Accompanying these created beings in this remarkable vision were
"wheels" which appeared to be spheres within spheres, revolving with
ceaseless activity and never turning, but always going forward. The
wheels were full of eyes. It appears to me probable that these
symbolize--and if so the symbol is at once full of meaning and
grandeur--the inevitable, ever wakeful energies and forces of nature,
the marvellous agency of electricity, chemical affinity, heat,
attraction, repulsion, and so forth. We are accustomed to speak of
"blind force;" but here observe the wheels are _full of eyes_, ever
vigilant to fulfil the purpose for which they are appointed. And this
representation of _forces_ appears necessary to complete a symbolic
representation of God in nature: since the world is made up of dead
matter, of living forms, and of forces or energies which are in
ceaseless motion and action, producing the changes which in fact
constitute the working of the whole system.

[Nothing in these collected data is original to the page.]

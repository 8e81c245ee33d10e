use std::collections::HashMap;
use std::collections::hash_map;

use chrono::NaiveDateTime;
use serde::{Deserialize, Serialize};
use serde_json::Value as JsonValue;

use crate::error::SqlFacadeError;

/// Values that can be stored in a database row or used as query parameters.
///
/// ```rust
/// use sql_facade::prelude::*;
///
/// let params = named_params! {
///     "id" => 1,
///     "name" => "alice",
///     "nickname" => RowValues::Null,
/// };
/// assert_eq!(params.get("id"), Some(&RowValues::Int(1)));
/// ```
#[derive(Debug, Clone, PartialEq, Serialize, Deserialize)]
pub enum RowValues {
    /// Integer value (64-bit)
    Int(i64),
    /// Floating point value (64-bit)
    Float(f64),
    /// Text/string value
    Text(String),
    /// Boolean value
    Bool(bool),
    /// Timestamp value
    Timestamp(NaiveDateTime),
    /// NULL value
    Null,
    /// JSON value
    JSON(JsonValue),
    /// Binary data
    Blob(Vec<u8>),
}

impl RowValues {
    /// Check if this value is NULL
    #[must_use]
    pub fn is_null(&self) -> bool {
        matches!(self, Self::Null)
    }

    #[must_use]
    pub fn as_int(&self) -> Option<&i64> {
        if let RowValues::Int(value) = self {
            Some(value)
        } else {
            None
        }
    }

    #[must_use]
    pub fn as_text(&self) -> Option<&str> {
        if let RowValues::Text(value) = self {
            Some(value)
        } else {
            None
        }
    }

    #[must_use]
    pub fn as_bool(&self) -> Option<&bool> {
        if let RowValues::Bool(value) = self {
            return Some(value);
        } else if let Some(i) = self.as_int() {
            if *i == 1 {
                return Some(&true);
            } else if *i == 0 {
                return Some(&false);
            }
        }
        None
    }

    #[must_use]
    pub fn as_timestamp(&self) -> Option<NaiveDateTime> {
        if let RowValues::Timestamp(value) = self {
            return Some(*value);
        } else if let Some(s) = self.as_text() {
            if let Ok(dt) = NaiveDateTime::parse_from_str(s, "%Y-%m-%d %H:%M:%S") {
                return Some(dt);
            }
            if let Ok(dt) = NaiveDateTime::parse_from_str(s, "%Y-%m-%d %H:%M:%S%.f") {
                return Some(dt);
            }
        }
        None
    }

    #[must_use]
    pub fn as_float(&self) -> Option<f64> {
        if let RowValues::Float(value) = self {
            Some(*value)
        } else {
            None
        }
    }

    #[must_use]
    pub fn as_blob(&self) -> Option<&[u8]> {
        if let RowValues::Blob(bytes) = self {
            Some(bytes)
        } else {
            None
        }
    }

    /// Render a non-null value as the plain text that gets quoted into an inline query.
    ///
    /// Returns `None` for `Null`, which is written as the bare `null` keyword instead.
    ///
    /// # Errors
    ///
    /// Returns `SqlFacadeError::ParameterError` for blobs, which have no string literal form.
    pub fn to_literal_text(&self) -> Result<Option<String>, SqlFacadeError> {
        let text = match self {
            RowValues::Null => return Ok(None),
            RowValues::Int(i) => i.to_string(),
            RowValues::Float(f) => f.to_string(),
            RowValues::Text(s) => s.clone(),
            RowValues::Bool(b) => if *b { "1" } else { "0" }.to_string(),
            RowValues::Timestamp(dt) => dt.format("%F %T%.f").to_string(),
            RowValues::JSON(jval) => jval.to_string(),
            RowValues::Blob(_) => {
                return Err(SqlFacadeError::ParameterError(
                    "blob values cannot be inlined; use a prepared query".into(),
                ));
            }
        };
        Ok(Some(text))
    }
}

impl From<i64> for RowValues {
    fn from(value: i64) -> Self {
        RowValues::Int(value)
    }
}

impl From<i32> for RowValues {
    fn from(value: i32) -> Self {
        RowValues::Int(i64::from(value))
    }
}

impl From<f64> for RowValues {
    fn from(value: f64) -> Self {
        RowValues::Float(value)
    }
}

impl From<bool> for RowValues {
    fn from(value: bool) -> Self {
        RowValues::Bool(value)
    }
}

impl From<&str> for RowValues {
    fn from(value: &str) -> Self {
        RowValues::Text(value.to_owned())
    }
}

impl From<String> for RowValues {
    fn from(value: String) -> Self {
        RowValues::Text(value)
    }
}

impl From<NaiveDateTime> for RowValues {
    fn from(value: NaiveDateTime) -> Self {
        RowValues::Timestamp(value)
    }
}

impl From<JsonValue> for RowValues {
    fn from(value: JsonValue) -> Self {
        RowValues::JSON(value)
    }
}

impl From<Vec<u8>> for RowValues {
    fn from(value: Vec<u8>) -> Self {
        RowValues::Blob(value)
    }
}

impl<T: Into<RowValues>> From<Option<T>> for RowValues {
    fn from(value: Option<T>) -> Self {
        value.map_or(RowValues::Null, Into::into)
    }
}

/// Named parameters for a statement, keyed by name without the leading `:`.
///
/// Entries the statement never references are ignored.
#[derive(Debug, Clone, Default, PartialEq)]
pub struct NamedParams(HashMap<String, RowValues>);

impl NamedParams {
    #[must_use]
    pub fn new() -> Self {
        Self::default()
    }

    /// Builder-style insert.
    #[must_use]
    pub fn with(mut self, name: impl Into<String>, value: impl Into<RowValues>) -> Self {
        self.insert(name, value);
        self
    }

    pub fn insert(&mut self, name: impl Into<String>, value: impl Into<RowValues>) {
        self.0.insert(name.into(), value.into());
    }

    #[must_use]
    pub fn get(&self, name: &str) -> Option<&RowValues> {
        self.0.get(name)
    }

    #[must_use]
    pub fn len(&self) -> usize {
        self.0.len()
    }

    #[must_use]
    pub fn is_empty(&self) -> bool {
        self.0.is_empty()
    }

    pub fn iter(&self) -> hash_map::Iter<'_, String, RowValues> {
        self.0.iter()
    }
}

impl<K: Into<String>, V: Into<RowValues>> FromIterator<(K, V)> for NamedParams {
    fn from_iter<I: IntoIterator<Item = (K, V)>>(iter: I) -> Self {
        Self(
            iter.into_iter()
                .map(|(k, v)| (k.into(), v.into()))
                .collect(),
        )
    }
}

impl<'a> IntoIterator for &'a NamedParams {
    type Item = (&'a String, &'a RowValues);
    type IntoIter = hash_map::Iter<'a, String, RowValues>;

    fn into_iter(self) -> Self::IntoIter {
        self.0.iter()
    }
}

/// Build a [`NamedParams`] from `name => value` pairs.
#[macro_export]
macro_rules! named_params {
    () => {
        $crate::types::NamedParams::new()
    };
    ($($name:expr => $value:expr),+ $(,)?) => {
        $crate::types::NamedParams::new()$(.with($name, $value))+
    };
}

I cannot help thinking, therefore, that the imagery of this vision lend
support to the belief that there was a great Creation enacted in heaven,
which was followed by the actual carrying out of the processes on earth,
_but which has retained its representative forms in the heaven itself_.
Had this vision stood alone, it might have been passed over, on the
ground that it deals with high and transcendental matters, and that it
would be hardly safe to let a practical argument rest too much on it.